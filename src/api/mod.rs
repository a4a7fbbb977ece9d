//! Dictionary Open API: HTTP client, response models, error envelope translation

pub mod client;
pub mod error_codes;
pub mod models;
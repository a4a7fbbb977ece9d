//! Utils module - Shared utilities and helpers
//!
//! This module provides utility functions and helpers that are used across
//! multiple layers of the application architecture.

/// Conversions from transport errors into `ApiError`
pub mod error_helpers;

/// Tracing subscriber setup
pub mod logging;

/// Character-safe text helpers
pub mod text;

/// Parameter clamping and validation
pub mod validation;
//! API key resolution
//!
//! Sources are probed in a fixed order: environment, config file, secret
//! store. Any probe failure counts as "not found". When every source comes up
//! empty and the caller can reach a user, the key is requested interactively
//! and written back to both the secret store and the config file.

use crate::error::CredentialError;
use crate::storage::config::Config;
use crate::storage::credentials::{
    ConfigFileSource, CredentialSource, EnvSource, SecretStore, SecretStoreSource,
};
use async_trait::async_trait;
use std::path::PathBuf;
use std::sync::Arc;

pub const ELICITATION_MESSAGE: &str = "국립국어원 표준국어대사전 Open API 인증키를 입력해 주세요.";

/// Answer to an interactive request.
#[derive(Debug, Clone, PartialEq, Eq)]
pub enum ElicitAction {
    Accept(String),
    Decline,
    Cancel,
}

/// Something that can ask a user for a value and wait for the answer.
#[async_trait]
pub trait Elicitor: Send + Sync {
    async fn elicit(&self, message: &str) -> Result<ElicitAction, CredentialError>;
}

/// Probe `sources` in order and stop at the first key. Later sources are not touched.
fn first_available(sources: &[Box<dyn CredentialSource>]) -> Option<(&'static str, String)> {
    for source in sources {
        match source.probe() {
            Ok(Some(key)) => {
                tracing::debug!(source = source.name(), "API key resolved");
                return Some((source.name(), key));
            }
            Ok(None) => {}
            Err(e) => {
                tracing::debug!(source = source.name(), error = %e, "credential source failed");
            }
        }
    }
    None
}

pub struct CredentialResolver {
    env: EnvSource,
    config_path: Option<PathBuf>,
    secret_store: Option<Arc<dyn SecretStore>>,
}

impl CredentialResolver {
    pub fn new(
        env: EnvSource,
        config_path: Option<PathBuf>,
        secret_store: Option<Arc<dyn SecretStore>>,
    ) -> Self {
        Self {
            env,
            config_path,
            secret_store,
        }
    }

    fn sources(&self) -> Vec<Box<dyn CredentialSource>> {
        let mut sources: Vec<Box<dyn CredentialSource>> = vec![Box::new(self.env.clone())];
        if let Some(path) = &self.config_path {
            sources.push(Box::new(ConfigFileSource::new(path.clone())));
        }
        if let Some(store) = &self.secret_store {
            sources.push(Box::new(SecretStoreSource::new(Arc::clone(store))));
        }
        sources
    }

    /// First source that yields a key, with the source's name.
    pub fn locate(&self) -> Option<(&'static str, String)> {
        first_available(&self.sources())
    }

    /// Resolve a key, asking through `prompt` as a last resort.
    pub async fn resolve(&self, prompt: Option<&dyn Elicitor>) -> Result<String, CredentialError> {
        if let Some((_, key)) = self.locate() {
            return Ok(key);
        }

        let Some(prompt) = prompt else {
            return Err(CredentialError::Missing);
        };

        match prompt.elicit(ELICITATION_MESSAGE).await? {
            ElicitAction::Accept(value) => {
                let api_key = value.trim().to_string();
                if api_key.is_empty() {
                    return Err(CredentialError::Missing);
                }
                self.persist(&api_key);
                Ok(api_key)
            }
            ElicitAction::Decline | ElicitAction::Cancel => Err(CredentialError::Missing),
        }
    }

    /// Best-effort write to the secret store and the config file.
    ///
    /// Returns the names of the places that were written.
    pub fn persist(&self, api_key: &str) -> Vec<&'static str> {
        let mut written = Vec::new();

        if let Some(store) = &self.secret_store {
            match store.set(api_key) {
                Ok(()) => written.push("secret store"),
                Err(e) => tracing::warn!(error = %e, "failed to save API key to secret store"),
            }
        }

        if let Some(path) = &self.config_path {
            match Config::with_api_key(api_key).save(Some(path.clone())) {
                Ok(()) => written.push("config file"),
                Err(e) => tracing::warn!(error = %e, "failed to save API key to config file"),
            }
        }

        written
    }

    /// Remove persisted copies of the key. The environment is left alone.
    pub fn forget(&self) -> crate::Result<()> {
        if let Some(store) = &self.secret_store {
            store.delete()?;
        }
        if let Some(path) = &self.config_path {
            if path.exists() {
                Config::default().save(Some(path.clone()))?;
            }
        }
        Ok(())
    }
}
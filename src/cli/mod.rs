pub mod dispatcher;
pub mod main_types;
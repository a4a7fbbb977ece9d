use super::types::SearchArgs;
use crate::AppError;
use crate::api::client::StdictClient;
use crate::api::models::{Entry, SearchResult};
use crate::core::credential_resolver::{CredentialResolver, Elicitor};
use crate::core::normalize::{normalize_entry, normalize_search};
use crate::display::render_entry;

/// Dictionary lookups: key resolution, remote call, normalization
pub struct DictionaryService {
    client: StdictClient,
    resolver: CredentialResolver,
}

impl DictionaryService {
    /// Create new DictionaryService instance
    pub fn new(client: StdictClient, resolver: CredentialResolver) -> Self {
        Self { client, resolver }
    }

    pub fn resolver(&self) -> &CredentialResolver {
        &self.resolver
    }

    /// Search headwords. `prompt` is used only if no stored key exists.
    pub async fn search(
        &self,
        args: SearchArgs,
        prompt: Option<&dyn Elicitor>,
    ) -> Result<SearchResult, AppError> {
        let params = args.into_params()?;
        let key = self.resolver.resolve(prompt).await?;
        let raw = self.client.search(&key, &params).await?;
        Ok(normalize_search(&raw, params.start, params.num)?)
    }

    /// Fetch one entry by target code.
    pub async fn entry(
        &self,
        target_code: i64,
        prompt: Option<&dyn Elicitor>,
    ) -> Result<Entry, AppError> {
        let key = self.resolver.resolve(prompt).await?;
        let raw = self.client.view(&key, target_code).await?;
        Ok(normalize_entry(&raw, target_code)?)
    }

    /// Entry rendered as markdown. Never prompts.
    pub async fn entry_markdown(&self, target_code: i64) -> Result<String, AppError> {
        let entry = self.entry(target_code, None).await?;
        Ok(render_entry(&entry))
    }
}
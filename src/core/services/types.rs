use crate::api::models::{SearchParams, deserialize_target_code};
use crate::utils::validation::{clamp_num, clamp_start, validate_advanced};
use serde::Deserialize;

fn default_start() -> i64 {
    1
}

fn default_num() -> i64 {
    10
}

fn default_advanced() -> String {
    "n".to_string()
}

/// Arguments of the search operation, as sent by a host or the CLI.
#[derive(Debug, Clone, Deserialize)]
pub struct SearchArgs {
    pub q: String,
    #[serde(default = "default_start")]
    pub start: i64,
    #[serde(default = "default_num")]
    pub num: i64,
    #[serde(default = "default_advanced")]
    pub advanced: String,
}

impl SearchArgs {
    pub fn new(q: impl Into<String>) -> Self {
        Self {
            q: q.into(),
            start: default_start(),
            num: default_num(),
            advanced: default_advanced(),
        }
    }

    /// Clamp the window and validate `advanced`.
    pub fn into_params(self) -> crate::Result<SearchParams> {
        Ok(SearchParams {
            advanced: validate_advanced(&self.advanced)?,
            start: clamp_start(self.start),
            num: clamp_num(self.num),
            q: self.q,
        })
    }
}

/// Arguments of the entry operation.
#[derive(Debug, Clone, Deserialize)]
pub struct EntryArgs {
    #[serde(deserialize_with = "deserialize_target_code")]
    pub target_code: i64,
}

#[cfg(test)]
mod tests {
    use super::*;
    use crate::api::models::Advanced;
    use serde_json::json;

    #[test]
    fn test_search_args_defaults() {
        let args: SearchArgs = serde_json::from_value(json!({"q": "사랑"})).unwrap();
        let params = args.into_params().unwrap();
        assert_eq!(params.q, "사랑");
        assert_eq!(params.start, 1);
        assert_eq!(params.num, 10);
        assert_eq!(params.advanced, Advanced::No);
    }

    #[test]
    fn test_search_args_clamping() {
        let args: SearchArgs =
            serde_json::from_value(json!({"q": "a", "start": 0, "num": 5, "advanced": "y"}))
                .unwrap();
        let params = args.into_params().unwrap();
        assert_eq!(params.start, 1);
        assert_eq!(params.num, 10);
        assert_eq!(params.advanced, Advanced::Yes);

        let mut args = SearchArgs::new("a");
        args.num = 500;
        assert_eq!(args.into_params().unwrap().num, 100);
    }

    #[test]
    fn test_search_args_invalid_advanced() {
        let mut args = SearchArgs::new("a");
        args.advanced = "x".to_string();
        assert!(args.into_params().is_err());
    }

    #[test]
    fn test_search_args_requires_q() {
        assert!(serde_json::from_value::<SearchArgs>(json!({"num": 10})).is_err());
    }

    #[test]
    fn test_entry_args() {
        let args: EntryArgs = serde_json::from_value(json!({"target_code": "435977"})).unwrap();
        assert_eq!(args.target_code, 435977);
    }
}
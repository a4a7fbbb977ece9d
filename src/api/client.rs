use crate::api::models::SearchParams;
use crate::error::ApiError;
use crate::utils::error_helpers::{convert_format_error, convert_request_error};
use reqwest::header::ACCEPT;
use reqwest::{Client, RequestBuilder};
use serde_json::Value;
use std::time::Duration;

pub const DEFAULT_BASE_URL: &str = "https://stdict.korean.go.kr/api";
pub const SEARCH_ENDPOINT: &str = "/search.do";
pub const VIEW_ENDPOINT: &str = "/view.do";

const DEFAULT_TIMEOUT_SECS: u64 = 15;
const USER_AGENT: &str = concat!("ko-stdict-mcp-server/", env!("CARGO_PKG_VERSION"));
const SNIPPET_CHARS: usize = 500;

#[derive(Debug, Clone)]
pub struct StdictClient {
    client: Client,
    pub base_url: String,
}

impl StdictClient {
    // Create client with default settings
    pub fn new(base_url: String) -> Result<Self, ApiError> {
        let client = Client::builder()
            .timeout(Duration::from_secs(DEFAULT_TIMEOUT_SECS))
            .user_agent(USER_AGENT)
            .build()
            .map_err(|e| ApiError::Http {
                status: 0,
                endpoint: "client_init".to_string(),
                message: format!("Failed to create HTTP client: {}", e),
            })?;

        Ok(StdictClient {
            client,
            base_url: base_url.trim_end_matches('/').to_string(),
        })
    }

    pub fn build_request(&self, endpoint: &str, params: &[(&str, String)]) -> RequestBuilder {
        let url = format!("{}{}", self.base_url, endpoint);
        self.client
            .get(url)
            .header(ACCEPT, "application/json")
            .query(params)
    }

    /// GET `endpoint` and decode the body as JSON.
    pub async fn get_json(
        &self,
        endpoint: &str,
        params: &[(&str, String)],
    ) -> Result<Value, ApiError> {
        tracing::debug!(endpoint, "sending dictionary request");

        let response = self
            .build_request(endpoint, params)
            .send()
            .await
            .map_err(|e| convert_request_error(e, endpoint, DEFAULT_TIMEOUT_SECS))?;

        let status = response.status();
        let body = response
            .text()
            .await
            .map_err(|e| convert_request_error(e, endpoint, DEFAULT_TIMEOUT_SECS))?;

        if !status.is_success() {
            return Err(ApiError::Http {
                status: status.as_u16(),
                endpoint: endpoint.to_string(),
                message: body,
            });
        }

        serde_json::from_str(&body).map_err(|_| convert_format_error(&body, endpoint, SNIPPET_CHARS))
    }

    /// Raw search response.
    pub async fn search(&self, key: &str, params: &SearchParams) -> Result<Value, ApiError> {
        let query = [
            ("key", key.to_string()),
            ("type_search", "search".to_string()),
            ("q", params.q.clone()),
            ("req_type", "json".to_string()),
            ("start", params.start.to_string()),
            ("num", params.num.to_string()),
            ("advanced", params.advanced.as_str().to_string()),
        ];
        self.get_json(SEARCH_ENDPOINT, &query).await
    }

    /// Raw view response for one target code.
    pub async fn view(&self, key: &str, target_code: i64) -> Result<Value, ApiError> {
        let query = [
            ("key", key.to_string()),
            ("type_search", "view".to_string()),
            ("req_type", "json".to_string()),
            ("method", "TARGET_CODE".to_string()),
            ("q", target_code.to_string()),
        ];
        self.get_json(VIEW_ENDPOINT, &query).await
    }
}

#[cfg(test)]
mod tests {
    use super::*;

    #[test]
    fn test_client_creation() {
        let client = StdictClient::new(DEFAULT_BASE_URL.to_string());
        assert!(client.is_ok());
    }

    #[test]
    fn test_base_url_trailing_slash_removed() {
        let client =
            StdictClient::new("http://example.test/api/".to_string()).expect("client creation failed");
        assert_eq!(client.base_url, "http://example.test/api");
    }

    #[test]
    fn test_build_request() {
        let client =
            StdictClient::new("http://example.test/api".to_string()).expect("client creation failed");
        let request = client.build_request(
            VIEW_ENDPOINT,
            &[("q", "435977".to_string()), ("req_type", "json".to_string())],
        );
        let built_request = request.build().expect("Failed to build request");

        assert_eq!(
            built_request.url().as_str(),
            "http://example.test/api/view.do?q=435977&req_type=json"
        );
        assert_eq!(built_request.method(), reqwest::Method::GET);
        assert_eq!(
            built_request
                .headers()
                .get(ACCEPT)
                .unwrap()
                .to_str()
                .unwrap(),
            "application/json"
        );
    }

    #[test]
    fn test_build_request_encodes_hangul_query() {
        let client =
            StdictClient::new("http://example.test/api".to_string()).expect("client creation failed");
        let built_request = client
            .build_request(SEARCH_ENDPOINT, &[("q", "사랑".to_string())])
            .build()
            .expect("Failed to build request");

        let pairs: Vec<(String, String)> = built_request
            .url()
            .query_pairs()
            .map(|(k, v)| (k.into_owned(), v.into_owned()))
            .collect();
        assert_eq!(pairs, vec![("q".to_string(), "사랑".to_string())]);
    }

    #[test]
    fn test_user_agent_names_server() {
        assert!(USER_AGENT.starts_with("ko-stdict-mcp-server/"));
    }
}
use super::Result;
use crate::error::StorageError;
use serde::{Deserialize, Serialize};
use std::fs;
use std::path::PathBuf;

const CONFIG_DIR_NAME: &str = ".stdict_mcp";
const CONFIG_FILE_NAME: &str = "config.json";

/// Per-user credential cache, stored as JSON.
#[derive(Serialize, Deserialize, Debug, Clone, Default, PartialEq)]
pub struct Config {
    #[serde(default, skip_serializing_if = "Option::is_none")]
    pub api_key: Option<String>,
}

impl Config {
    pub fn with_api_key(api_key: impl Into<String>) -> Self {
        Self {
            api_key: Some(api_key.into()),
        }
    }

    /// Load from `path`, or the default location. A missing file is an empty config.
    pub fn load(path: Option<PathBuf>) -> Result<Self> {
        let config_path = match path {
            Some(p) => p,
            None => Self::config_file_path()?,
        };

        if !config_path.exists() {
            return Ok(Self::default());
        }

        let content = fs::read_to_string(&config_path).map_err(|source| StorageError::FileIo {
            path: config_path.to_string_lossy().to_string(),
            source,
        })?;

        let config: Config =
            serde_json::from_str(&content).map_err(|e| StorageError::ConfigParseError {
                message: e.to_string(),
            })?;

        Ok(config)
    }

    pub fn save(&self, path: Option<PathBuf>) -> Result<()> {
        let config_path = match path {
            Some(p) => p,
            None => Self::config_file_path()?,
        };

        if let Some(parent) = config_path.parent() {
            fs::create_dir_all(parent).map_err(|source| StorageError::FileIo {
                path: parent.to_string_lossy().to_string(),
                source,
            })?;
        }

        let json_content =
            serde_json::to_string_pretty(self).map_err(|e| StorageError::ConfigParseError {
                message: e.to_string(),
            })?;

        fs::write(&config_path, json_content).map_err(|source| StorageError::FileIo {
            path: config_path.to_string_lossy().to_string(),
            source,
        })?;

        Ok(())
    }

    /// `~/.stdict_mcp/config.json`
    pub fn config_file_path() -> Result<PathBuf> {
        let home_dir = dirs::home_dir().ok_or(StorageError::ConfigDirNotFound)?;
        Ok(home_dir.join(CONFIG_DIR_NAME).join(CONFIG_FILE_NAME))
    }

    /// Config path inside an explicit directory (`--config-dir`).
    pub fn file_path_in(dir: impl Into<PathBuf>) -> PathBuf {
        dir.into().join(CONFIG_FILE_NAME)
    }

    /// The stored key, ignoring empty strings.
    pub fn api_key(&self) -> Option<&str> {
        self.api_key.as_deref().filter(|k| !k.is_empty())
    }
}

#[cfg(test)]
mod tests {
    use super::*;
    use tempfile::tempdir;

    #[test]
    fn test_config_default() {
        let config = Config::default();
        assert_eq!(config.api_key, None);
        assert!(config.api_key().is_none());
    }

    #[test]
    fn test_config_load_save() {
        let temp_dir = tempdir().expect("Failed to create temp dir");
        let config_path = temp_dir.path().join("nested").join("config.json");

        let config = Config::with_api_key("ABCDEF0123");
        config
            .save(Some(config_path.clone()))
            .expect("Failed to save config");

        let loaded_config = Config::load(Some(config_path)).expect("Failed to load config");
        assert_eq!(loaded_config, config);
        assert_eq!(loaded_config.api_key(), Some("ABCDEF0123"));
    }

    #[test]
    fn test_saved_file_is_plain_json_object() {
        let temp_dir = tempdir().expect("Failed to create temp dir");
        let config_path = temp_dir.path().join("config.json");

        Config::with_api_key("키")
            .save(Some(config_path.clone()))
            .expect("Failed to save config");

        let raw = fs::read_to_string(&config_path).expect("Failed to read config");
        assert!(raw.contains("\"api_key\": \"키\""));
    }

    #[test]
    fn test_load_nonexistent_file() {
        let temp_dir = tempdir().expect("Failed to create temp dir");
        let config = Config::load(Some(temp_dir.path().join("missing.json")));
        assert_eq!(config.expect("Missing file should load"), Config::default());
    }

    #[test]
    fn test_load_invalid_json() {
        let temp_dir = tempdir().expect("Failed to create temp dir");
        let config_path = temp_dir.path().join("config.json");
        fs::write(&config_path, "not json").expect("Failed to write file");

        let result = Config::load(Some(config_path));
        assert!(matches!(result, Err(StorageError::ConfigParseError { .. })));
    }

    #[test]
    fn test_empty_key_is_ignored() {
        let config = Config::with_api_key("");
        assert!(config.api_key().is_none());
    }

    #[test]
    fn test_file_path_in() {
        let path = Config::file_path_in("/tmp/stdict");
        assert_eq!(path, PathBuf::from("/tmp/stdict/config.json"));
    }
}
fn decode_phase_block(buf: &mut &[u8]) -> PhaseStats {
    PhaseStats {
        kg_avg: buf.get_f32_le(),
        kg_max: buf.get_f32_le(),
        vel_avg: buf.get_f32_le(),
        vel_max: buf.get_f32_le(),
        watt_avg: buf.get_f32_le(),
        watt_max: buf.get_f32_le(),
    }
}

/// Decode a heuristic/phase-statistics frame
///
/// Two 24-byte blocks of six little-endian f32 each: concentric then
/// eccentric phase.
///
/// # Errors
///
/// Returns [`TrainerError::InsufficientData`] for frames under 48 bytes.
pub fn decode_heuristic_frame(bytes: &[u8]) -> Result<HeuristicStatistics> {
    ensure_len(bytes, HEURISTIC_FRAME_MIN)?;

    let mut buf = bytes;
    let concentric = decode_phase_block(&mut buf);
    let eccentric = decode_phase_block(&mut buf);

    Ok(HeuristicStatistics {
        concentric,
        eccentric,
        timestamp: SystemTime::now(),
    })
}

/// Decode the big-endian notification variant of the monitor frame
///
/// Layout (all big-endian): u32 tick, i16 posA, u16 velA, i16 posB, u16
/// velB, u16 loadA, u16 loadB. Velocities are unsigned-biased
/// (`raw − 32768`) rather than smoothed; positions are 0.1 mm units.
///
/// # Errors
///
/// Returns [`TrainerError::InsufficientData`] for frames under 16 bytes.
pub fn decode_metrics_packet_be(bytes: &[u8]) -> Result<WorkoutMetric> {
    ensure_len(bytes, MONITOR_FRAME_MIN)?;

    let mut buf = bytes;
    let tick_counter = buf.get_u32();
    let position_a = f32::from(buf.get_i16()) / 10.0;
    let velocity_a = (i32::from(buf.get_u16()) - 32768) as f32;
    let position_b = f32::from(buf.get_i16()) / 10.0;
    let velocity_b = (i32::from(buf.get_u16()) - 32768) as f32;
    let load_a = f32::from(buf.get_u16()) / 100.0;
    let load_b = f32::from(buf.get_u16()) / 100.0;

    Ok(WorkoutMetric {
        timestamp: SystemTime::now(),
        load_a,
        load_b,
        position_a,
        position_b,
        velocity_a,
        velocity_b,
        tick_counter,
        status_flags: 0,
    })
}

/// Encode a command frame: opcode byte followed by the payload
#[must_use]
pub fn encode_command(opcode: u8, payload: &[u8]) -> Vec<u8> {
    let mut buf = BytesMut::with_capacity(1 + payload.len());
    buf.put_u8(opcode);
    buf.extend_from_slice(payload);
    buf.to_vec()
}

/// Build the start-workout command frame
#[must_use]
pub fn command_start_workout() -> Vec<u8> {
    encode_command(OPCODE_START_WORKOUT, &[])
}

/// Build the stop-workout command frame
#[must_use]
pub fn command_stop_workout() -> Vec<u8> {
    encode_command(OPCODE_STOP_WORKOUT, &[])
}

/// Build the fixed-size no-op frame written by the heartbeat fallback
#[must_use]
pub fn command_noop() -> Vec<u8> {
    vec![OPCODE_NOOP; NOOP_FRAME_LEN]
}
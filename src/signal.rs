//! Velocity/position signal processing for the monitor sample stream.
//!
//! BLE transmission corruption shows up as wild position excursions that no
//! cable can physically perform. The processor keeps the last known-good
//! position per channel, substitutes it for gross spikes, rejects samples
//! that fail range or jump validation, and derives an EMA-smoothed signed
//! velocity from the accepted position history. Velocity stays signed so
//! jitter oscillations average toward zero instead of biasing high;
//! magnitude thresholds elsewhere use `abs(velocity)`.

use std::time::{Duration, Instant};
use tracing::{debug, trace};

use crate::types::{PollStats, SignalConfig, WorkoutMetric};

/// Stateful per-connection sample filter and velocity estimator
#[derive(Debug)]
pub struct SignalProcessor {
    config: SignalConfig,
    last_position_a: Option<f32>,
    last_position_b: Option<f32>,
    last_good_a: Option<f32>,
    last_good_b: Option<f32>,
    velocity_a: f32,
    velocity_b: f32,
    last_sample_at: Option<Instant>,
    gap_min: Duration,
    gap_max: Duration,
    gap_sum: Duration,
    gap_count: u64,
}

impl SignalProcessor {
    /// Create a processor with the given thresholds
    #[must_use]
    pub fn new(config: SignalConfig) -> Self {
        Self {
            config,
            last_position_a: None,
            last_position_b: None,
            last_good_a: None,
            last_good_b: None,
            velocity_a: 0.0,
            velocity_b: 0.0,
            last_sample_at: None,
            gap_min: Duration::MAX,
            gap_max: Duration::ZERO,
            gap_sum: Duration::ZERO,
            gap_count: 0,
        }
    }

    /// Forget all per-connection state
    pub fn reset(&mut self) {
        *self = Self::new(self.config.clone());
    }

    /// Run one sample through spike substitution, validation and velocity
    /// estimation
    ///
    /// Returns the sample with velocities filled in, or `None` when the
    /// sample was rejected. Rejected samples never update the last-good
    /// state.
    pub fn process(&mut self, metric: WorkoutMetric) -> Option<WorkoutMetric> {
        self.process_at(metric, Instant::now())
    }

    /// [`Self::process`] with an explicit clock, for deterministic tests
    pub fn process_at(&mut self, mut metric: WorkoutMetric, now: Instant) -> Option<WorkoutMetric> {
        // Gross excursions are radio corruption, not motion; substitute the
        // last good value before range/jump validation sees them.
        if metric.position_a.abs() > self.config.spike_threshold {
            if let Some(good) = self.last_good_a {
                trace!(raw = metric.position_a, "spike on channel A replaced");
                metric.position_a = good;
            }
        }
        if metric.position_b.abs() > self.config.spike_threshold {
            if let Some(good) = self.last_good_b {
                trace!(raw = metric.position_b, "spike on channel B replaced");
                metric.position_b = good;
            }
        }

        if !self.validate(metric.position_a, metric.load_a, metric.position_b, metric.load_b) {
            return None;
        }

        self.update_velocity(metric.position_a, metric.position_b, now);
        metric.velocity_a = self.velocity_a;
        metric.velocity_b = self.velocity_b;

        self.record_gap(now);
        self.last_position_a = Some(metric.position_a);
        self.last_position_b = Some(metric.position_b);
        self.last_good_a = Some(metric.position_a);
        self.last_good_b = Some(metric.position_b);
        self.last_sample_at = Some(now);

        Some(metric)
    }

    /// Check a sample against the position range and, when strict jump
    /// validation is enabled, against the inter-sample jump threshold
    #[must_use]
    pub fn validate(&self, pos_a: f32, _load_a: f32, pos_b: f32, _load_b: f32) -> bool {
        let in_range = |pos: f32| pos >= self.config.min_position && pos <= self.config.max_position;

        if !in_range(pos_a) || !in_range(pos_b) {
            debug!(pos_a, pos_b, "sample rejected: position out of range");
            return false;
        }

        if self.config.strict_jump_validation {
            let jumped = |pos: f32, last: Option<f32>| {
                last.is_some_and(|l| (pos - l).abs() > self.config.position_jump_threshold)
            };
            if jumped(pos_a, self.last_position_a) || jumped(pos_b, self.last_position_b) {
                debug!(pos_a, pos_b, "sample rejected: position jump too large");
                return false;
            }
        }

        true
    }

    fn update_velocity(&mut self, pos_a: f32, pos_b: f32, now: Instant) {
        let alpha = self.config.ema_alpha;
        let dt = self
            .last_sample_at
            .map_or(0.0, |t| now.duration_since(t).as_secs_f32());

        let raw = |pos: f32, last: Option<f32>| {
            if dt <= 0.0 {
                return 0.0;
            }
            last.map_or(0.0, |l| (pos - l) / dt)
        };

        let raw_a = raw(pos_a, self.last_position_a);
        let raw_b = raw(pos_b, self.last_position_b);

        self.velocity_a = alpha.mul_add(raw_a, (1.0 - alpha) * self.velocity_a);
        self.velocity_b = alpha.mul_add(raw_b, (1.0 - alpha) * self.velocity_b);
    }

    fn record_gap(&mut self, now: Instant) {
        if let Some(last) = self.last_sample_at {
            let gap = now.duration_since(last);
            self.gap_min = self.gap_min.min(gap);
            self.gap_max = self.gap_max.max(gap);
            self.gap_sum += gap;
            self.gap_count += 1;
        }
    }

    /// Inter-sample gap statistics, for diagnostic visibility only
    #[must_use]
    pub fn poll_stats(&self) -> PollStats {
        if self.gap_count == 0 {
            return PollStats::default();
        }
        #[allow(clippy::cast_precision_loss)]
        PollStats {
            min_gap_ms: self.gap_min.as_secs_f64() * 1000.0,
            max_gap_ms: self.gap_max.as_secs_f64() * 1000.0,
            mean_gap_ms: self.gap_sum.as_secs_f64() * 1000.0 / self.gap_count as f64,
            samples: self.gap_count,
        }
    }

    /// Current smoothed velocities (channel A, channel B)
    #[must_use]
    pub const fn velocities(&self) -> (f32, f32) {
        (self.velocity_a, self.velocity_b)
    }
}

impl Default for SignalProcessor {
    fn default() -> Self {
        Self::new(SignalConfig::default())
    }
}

## WHAT IS REQUIRED
Using the data above, transcribe the lines that run from the line with "pub fn command_noop()" to the line with "excursions that no", both ends kept, and output nothing else.

## ANSWER BELOW
pub fn command_noop() -> Vec<u8> {
    vec![OPCODE_NOOP; NOOP_FRAME_LEN]
}
filename src/signal.rs
//! Velocity/position signal processing for the monitor sample stream.
//!
//! BLE transmission corruption shows up as wild position excursions that no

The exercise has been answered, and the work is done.